Problem to solve ▸ Please write each record out again word for word.

Supplied records ▸
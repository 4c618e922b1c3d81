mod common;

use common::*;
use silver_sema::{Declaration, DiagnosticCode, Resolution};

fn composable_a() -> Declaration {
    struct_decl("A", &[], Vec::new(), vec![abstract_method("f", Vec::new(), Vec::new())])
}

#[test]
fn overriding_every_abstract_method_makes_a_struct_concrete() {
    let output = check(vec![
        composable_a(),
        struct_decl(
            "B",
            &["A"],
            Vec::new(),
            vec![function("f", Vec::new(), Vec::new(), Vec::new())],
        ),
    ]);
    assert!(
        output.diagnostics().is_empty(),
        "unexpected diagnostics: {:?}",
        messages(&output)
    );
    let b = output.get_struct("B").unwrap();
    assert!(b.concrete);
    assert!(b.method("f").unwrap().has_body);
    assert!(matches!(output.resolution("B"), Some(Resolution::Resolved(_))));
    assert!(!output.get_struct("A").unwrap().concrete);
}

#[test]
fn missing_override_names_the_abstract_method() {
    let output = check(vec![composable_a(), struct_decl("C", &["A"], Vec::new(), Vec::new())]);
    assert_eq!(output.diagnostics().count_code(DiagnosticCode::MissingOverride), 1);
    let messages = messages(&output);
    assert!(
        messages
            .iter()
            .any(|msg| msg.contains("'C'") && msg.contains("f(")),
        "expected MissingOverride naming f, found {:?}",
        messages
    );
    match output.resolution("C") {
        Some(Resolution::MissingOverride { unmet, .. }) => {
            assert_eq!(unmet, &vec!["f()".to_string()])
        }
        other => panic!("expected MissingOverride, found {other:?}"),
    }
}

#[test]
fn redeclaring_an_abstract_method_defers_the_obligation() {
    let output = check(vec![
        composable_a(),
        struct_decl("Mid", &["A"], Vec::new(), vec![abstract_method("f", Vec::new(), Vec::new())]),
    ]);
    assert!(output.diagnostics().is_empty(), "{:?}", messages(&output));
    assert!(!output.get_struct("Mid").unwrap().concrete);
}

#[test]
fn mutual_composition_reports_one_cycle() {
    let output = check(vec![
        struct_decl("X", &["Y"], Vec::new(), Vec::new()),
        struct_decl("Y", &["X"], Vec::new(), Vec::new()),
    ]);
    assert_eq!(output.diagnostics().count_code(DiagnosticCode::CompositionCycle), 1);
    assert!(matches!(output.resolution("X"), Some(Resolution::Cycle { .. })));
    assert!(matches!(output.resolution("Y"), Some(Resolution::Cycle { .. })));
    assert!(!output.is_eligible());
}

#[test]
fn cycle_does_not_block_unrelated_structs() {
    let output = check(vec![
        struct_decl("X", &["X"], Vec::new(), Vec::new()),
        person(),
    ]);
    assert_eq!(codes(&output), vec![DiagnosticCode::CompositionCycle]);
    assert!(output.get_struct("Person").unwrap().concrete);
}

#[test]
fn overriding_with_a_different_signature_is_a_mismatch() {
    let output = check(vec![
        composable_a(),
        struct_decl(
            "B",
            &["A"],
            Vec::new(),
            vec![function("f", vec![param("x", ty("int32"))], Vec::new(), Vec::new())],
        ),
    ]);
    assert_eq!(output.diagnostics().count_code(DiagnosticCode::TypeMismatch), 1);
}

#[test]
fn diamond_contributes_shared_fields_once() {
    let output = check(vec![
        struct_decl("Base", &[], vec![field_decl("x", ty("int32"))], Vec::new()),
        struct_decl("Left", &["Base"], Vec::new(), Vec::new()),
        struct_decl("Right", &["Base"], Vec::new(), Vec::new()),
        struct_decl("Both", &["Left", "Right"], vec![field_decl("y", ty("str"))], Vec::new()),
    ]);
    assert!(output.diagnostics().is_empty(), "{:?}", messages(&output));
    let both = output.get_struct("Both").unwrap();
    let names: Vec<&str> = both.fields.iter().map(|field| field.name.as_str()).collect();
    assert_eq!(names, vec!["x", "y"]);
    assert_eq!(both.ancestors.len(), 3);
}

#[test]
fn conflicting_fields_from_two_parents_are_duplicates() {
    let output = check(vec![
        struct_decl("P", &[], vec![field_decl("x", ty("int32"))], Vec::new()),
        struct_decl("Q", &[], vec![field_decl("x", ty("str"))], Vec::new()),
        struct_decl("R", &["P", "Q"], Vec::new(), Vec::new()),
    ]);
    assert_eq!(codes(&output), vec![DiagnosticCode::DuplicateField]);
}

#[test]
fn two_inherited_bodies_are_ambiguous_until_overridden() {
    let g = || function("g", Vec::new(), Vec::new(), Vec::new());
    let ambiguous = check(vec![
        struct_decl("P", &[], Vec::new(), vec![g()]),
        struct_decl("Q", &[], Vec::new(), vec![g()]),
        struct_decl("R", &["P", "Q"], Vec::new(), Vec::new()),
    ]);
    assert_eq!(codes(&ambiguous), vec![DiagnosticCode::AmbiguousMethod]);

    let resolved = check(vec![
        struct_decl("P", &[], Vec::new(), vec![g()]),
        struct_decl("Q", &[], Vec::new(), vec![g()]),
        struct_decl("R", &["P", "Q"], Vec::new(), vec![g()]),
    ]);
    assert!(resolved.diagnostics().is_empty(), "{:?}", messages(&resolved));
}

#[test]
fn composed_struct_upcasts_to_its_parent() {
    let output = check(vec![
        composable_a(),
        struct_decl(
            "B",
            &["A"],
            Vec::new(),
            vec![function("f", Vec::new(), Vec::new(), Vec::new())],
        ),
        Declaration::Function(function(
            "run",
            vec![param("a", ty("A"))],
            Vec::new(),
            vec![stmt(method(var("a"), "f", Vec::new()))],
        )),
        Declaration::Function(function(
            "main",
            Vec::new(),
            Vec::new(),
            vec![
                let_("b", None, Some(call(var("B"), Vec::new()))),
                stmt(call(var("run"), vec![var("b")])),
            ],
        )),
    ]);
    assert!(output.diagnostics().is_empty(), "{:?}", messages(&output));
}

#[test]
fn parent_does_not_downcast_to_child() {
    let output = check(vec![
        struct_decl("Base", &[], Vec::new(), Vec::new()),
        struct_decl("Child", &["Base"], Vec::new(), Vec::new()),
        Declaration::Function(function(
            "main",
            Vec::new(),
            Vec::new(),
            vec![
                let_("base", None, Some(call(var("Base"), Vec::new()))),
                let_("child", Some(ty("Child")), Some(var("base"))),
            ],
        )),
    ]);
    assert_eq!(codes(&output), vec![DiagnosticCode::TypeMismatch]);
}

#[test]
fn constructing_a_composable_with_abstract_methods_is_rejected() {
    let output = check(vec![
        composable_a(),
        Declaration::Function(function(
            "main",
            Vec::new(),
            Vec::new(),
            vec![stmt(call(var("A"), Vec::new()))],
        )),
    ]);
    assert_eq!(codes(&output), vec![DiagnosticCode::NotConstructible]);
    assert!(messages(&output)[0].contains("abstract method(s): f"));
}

Answer area ▸
repository 4c618e922b1c3d81
mod common;

use common::*;
use silver_sema::{Declaration, DiagnosticCode, Resolution};

fn composable_a() -> Declaration {
    struct_decl("A", &[], Vec::new(), vec![abstract_method("f", Vec::new(), Vec::new())])
}

#[test]
fn overriding_every_abstract_method_makes_a_struct_concrete() {
    let output = check(vec![
        composable_a(),
        struct_decl(
            "B",
            &["A"],
            Vec::new(),
            vec![function("f", Vec::new(), Vec::new(), Vec::new())],
        ),
    ]);
    assert!(
        output.diagnostics().is_empty(),
        "unexpected diagnostics: {:?}",
        messages(&output)
    );
    let b = output.get_struct("B").unwrap();
    assert!(b.concrete);
    assert!(b.method("f").unwrap().has_body);
    assert!(matches!(output.resolution("B"), Some(Resolution::Resolved(_))));
    assert!(!output.get_struct("A").unwrap().concrete);
}

#[test]
fn missing_override_names_the_abstract_method() {
    let output = check(vec![composable_a(), struct_decl("C", &["A"], Vec::new(), Vec::new())]);
    assert_eq!(output.diagnostics().count_code(DiagnosticCode::MissingOverride), 1);
    let messages = messages(&output);
    assert!(
        messages
            .iter()
            .any(|msg| msg.contains("'C'") && msg.contains("f(")),
        "expected MissingOverride naming f, found {:?}",
        messages
    );
    match output.resolution("C") {
        Some(Resolution::MissingOverride { unmet, .. }) => {
            assert_eq!(unmet, &vec!["f()".to_string()])
        }
        other => panic!("expected MissingOverride, found {other:?}"),
    }
}

#[test]
fn redeclaring_an_abstract_method_defers_the_obligation() {
    let output = check(vec![
        composable_a(),
        struct_decl("Mid", &["A"], Vec::new(), vec![abstract_method("f", Vec::new(), Vec::new())]),
    ]);
    assert!(output.diagnostics().is_empty(), "{:?}", messages(&output));
    assert!(!output.get_struct("Mid").unwrap().concrete);
}

#[test]
fn mutual_composition_reports_one_cycle() {
    let output = check(vec![
        struct_decl("X", &["Y"], Vec::new(), Vec::new()),
        struct_decl("Y", &["X"], Vec::new(), Vec::new()),
    ]);
    assert_eq!(output.diagnostics().count_code(DiagnosticCode::CompositionCycle), 1);
    assert!(matches!(output.resolution("X"), Some(Resolution::Cycle { .. })));
    assert!(matches!(output.resolution("Y"), Some(Resolution::Cycle { .. })));
    assert!(!output.is_eligible());
}

#[test]
fn cycle_does_not_block_unrelated_structs() {
    let output = check(vec![
        struct_decl("X", &["X"], Vec::new(), Vec::new()),
        person(),
    ]);
    assert_eq!(codes(&output), vec![DiagnosticCode::CompositionCycle]);
    assert!(output.get_struct("Person").unwrap().concrete);
}

#[test]
fn overriding_with_a_different_signature_is_a_mismatch() {
    let output = check(vec![
        composable_a(),
        struct_decl(
            "B",
            &["A"],
            Vec::new(),
            vec![function("f", vec![param("x", ty("int32"))], Vec::new(), Vec::new())],
        ),
    ]);
    assert_eq!(output.diagnostics().count_code(DiagnosticCode::TypeMismatch), 1);
}

#[test]
fn diamond_contributes_shared_fields_once() {
    let output = check(vec![
        struct_decl("Base", &[], vec![field_decl("x", ty("int32"))], Vec::new()),
        struct_decl("Left", &["Base"], Vec::new(), Vec::new()),
        struct_decl("Right", &["Base"], Vec::new(), Vec::new()),
        struct_decl("Both", &["Left", "Right"], vec![field_decl("y", ty("str"))], Vec::new()),
    ]);
    assert!(output.diagnostics().is_empty(), "{:?}", messages(&output));
    let both = output.get_struct("Both").unwrap();
    let names: Vec<&str> = both.fields.iter().map(|field| field.name.as_str()).collect();
    assert_eq!(names, vec!["x", "y"]);
    assert_eq!(both.ancestors.len(), 3);
}

#[test]
fn conflicting_fields_from_two_parents_are_duplicates() {
    let output = check(vec![
        struct_decl("P", &[], vec![field_decl("x", ty("int32"))], Vec::new()),
        struct_decl("Q", &[], vec![field_decl("x", ty("str"))], Vec::new()),
        struct_decl("R", &["P", "Q"], Vec::new(), Vec::new()),
    ]);
    assert_eq!(codes(&output), vec![DiagnosticCode::DuplicateField]);
}

#[test]
fn two_inherited_bodies_are_ambiguous_until_overridden() {
    let g = || function("g", Vec::new(), Vec::new(), Vec::new());
    let ambiguous = check(vec![
        struct_decl("P", &[], Vec::new(), vec![g()]),
        struct_decl("Q", &[], Vec::new(), vec![g()]),
        struct_decl("R", &["P", "Q"], Vec::new(), Vec::new()),
    ]);
    assert_eq!(codes(&ambiguous), vec![DiagnosticCode::AmbiguousMethod]);

    let resolved = check(vec![
        struct_decl("P", &[], Vec::new(), vec![g()]),
        struct_decl("Q", &[], Vec::new(), vec![g()]),
        struct_decl("R", &["P", "Q"], Vec::new(), vec![g()]),
    ]);
    assert!(resolved.diagnostics().is_empty(), "{:?}", messages(&resolved));
}

#[test]
fn composed_struct_upcasts_to_its_parent() {
    let output = check(vec![
        composable_a(),
        struct_decl(
            "B",
            &["A"],
            Vec::new(),
            vec![function("f", Vec::new(), Vec::new(), Vec::new())],
        ),
        Declaration::Function(function(
            "run",
            vec![param("a", ty("A"))],
            Vec::new(),
            vec![stmt(method(var("a"), "f", Vec::new()))],
        )),
        Declaration::Function(function(
            "main",
            Vec::new(),
            Vec::new(),
            vec![
                let_("b", None, Some(call(var("B"), Vec::new()))),
                stmt(call(var("run"), vec![var("b")])),
            ],
        )),
    ]);
    assert!(output.diagnostics().is_empty(), "{:?}", messages(&output));
}

#[test]
fn parent_does_not_downcast_to_child() {
    let output = check(vec![
        struct_decl("Base", &[], Vec::new(), Vec::new()),
        struct_decl("Child", &["Base"], Vec::new(), Vec::new()),
        Declaration::Function(function(
            "main",
            Vec::new(),
            Vec::new(),
            vec![
                let_("base", None, Some(call(var("Base"), Vec::new()))),
                let_("child", Some(ty("Child")), Some(var("base"))),
            ],
        )),
    ]);
    assert_eq!(codes(&output), vec![DiagnosticCode::TypeMismatch]);
}

#[test]
fn constructing_a_composable_with_abstract_methods_is_rejected() {
    let output = check(vec![
        composable_a(),
        Declaration::Function(function(
            "main",
            Vec::new(),
            Vec::new(),
            vec![stmt(call(var("A"), Vec::new()))],
        )),
    ]);
    assert_eq!(codes(&output), vec![DiagnosticCode::NotConstructible]);
    assert!(messages(&output)[0].contains("abstract method(s): f"));
}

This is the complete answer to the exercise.